There are three large and three smaller trestles along the line, as well a large bridge built to cross the Skeena River at Terrace and three steel Pratt triangular truss bridges over the Lakelse, Wedeene, Little Wedeene Rivers.
Additional photographs are by Jim Thorne. All rights reserved. Jim also added some historic information for this blog.
In the late 1940s, the Aluminum Company of Canada (Alcan) began planning a smelter in Kitimat, to take advantage of the hydro electric capacity that would eventually lead to the reservoir behind the Kenney Dam that fed water through the mountains to the power plant Kemano.
As Alcan was planning and building Kitimat, the company signed transportation contracts with Canadian National Railways promising the railway would get one million 1950 dollars a year in revenue.
The branch line had go through the rugged terrain, come in to the town’s service centre, pass what was then an obstacle known as the Sand Hill and then on to the new aluminum smelter. (The Sand Hill, a glacial deposit, then reached all the way to the Kitimat River.
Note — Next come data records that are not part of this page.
impl LogHub {
    pub fn subscribe(&self, client: &str) -> broadcast::Receiver<String> {
        let mut channels = self.channels.lock().unwrap_or_else(PoisonError::into_inner);
        channels
            .entry(client.to_string())
            .or_insert_with(|| broadcast::channel(256).0)
            .subscribe()
    }

    pub fn publish(&self, client: &str, line: &str) {
        let mut channels = self.channels.lock().unwrap_or_else(PoisonError::into_inner);
        if let Some(tx) = channels.get(client) {
            // Reap the channel once its last stream disconnected; a later
            // subscribe recreates it.
            if tx.receiver_count() == 0 {
                channels.remove(client);
                return;
            }
            let stamped = format!("[{}] {}", Utc::now().format("%H:%M:%S"), line);
            let _ = tx.send(stamped);
        }
    }
}

/// Progress sink that feeds one client's log stream and mirrors to the
/// server log.
struct ClientSink {
    hub: LogHub,
    client: String,
}

impl ProgressSink for ClientSink {
    fn log(&self, line: &str) {
        info!("[{}] {}", self.client, line);
        self.hub.publish(&self.client, line);
    }
}

#[derive(Clone)]
pub struct AppState {
    pub config: Arc<AppConfig>,
    pub jobs: Arc<JobController>,
    pub limiter: Arc<RateLimiter>,
    pub logs: LogHub,
}

/// Stable per-client identity: forwarded-for when behind a proxy, else the
/// socket address, with `:` and `.` flattened so it doubles as a directory
/// name.
fn client_identity(headers: &HeaderMap, addr: &SocketAddr) -> String {
    let raw = headers
        .get("x-forwarded-for")
        .and_then(|v| v.to_str().ok())
        .and_then(|v| v.split(',').next())
        .map(|v| v.trim().to_string())
        .or_else(|| {
            headers
                .get("x-real-ip")
                .and_then(|v| v.to_str().ok())
                .map(|v| v.trim().to_string())
        })
        .unwrap_or_else(|| addr.ip().to_string());
    raw.replace([':', '.'], "-")
}

/// Reject path segments that could escape the downloads tree.
fn safe_segment(value: &str) -> Result<&str, ApiError> {
    if value.is_empty()
        || value == "."
        || value == ".."
        || value.contains('/')
        || value.contains('\\')
    {
        return Err(ApiError::BadRequest(format!("invalid name: {:?}", value)));
    }
    Ok(value)
}

pub enum ApiError {
    BadRequest(String),
    NotFound(String),
    Conflict(String),
    RateLimited {
        message: String,
        remaining: u32,
        reset_in: u64,
    },
    Internal(anyhow::Error),
}

impl From<anyhow::Error> for ApiError {
    fn from(err: anyhow::Error) -> Self {
        ApiError::Internal(err)
    }
}

impl IntoResponse for ApiError {
    fn into_response(self) -> Response {
        match self {
            ApiError::BadRequest(message) => {
                (StatusCode::BAD_REQUEST, Json(json!({ "error": message }))).into_response()
            }
            ApiError::NotFound(message) => {
                (StatusCode::NOT_FOUND, Json(json!({ "error": message }))).into_response()
            }
            ApiError::Conflict(message) => {
                (StatusCode::CONFLICT, Json(json!({ "error": message }))).into_response()
            }
            ApiError::RateLimited {
                message,
                remaining,
                reset_in,
            } => (
                StatusCode::TOO_MANY_REQUESTS,
                Json(json!({
                    "error": message,
                    "remaining": remaining,
                    "resetIn": reset_in,
                })),
            )
                .into_response(),
            ApiError::Internal(err) => {
                warn!("Internal error: {:#}", err);
                (
                    StatusCode::INTERNAL_SERVER_ERROR,
                    Json(json!({ "error": err.to_string() })),
                )
                    .into_response()
            }
        }
    }
}

fn status_client_closed_request() -> StatusCode {
    StatusCode::from_u16(499).unwrap_or(StatusCode::INTERNAL_SERVER_ERROR)
}

fn rate_limited(remaining: u32, reset_in: u64) -> ApiError {
    let minutes = reset_in.div_ceil(60);
    ApiError::RateLimited {
        message: format!(
            "Download limit reached. Try again in {} minute(s).",
            minutes.max(1)
        ),
        remaining,
        reset_in,
    }
}

#[derive(Deserialize)]
struct DownloadRequest {
    idol: String,
    #[serde(alias = "startPage")]
    start: u32,
    #[serde(alias = "endPage")]
    end: u32,
}

#[derive(Deserialize)]
struct CreatorRequest {
    creator: String,
    #[serde(default = "default_start_page", alias = "startPage")]
    start: u32,
    /// Absent means walk until a page yields no posts.
    #[serde(default, alias = "endPage")]
    end: Option<u32>,
}

fn default_start_page() -> u32 {
    1
}

#[derive(Deserialize)]
#[serde(rename_all = "camelCase")]
struct DownloadPostRequest {
    post_url: String,
    #[serde(default = "default_post_folder")]
    folder: String,
}

fn default_post_folder() -> String {
    "single".to_string()
}

#[derive(Serialize)]
#[serde(rename_all = "camelCase")]
struct CrawlResponse {
    status: &'static str,
    result: JobResult,
}

async fn health() -> Json<serde_json::Value> {
    Json(json!({ "status": "ok" }))
}

async fn api_config(State(state): State<AppState>) -> Json<serde_json::Value> {
    Json(json!({
        "idols": state.config.idols,
        "creators": state.config.creators,
        "rateLimit": {
            "maxImages": state.config.rate_limit.max_images,
            "windowSecs": state.config.rate_limit.window_secs,
        },
    }))
}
For the past 60 years it has been used to support the local industries by supplying sand, gravel and concrete products and has now shrunk back from its original size.)
CN worked to build the new branch line crossing “difficult terrain of the area, including swamps, hard clay, rocks and watersheds.”
Canadian Transportation magazine reported in July 1952 that the branch line alone would cost $10 million 1952 dollars or $217,391.30 per mile.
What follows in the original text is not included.